-- PROMPT --
Beneath this task are records; state how many of their lines hold the word "limit", and nothing else.

*** Begin section ***

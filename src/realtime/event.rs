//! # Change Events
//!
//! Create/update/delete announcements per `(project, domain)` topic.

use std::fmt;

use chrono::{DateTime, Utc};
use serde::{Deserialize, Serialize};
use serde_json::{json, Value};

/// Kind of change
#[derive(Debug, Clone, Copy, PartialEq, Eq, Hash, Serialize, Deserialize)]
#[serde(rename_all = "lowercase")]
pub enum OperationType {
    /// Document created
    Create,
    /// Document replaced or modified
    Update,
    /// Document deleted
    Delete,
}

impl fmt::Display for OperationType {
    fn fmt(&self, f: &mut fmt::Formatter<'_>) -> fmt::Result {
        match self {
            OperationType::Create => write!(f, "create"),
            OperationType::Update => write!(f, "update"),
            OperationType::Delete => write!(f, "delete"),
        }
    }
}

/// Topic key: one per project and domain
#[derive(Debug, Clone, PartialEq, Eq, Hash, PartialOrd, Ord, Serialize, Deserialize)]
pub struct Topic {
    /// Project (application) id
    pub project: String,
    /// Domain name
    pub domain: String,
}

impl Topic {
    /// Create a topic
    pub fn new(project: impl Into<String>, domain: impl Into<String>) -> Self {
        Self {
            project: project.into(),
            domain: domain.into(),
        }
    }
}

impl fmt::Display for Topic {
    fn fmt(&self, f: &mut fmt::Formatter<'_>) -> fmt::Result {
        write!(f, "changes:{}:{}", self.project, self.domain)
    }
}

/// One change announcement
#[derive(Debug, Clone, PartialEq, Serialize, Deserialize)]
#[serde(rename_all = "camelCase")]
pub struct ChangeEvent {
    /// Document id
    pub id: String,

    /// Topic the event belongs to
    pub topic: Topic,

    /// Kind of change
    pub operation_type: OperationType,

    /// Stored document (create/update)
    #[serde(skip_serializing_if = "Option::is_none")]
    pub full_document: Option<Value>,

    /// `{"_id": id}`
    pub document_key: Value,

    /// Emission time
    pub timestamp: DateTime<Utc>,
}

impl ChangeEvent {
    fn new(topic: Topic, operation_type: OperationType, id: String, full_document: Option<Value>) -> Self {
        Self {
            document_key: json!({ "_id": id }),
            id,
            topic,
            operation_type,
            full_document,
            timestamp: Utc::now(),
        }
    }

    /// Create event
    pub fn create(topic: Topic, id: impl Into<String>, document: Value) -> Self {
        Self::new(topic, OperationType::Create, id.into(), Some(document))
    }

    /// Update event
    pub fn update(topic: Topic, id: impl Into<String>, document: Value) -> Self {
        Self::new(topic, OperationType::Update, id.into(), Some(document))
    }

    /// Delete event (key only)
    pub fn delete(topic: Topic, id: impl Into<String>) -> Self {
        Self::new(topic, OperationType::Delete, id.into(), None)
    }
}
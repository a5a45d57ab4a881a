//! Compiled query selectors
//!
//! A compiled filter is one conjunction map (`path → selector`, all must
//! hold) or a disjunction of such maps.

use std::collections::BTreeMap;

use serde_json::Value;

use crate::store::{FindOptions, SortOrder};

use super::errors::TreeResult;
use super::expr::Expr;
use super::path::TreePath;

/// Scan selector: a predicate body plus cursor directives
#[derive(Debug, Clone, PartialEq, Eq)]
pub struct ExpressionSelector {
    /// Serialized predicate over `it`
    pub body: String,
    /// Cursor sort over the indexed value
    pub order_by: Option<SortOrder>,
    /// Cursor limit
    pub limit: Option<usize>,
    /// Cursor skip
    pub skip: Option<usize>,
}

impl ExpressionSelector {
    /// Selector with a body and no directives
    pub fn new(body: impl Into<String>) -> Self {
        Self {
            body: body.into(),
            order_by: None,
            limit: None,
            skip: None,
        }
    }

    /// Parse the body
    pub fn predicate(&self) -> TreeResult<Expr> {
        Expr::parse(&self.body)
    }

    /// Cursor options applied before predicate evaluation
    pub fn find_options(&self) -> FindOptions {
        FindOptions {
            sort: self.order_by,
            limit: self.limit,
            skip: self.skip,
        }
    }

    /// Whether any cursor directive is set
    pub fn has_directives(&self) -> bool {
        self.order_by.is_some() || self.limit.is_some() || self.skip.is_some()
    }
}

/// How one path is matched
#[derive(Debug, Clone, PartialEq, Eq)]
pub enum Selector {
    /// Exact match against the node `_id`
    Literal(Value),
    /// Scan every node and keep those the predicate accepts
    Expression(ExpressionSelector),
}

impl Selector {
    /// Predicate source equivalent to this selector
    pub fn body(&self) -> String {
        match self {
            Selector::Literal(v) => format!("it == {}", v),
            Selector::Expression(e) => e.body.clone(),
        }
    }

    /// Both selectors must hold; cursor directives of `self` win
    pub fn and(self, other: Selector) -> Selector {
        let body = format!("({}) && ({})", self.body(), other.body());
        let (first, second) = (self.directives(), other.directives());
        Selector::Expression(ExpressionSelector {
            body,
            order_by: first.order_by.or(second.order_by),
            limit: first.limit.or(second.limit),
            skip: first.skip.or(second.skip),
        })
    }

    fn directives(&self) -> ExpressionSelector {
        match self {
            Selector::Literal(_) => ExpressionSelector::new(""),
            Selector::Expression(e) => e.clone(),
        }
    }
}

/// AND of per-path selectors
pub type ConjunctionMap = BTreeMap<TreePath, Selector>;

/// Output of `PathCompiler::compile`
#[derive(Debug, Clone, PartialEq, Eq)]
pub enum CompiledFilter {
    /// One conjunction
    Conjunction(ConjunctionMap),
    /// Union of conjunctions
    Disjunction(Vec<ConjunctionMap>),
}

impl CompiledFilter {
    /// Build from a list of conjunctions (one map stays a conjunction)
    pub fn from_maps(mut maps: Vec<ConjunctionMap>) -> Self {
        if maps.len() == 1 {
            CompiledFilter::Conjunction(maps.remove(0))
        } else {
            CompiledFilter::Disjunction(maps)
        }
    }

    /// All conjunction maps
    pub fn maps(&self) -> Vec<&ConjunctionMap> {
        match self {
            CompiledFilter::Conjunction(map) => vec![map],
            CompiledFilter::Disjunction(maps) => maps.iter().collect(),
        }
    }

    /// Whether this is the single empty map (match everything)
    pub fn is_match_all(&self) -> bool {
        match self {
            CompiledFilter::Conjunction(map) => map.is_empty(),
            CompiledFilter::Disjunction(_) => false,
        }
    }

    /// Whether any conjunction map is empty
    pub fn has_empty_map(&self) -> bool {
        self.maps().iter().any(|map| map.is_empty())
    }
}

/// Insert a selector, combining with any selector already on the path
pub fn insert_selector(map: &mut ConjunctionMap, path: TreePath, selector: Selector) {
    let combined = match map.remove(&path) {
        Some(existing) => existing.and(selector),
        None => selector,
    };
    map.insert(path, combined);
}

*** End section ***

-- SOLUTION TO THIS PROBLEM --
6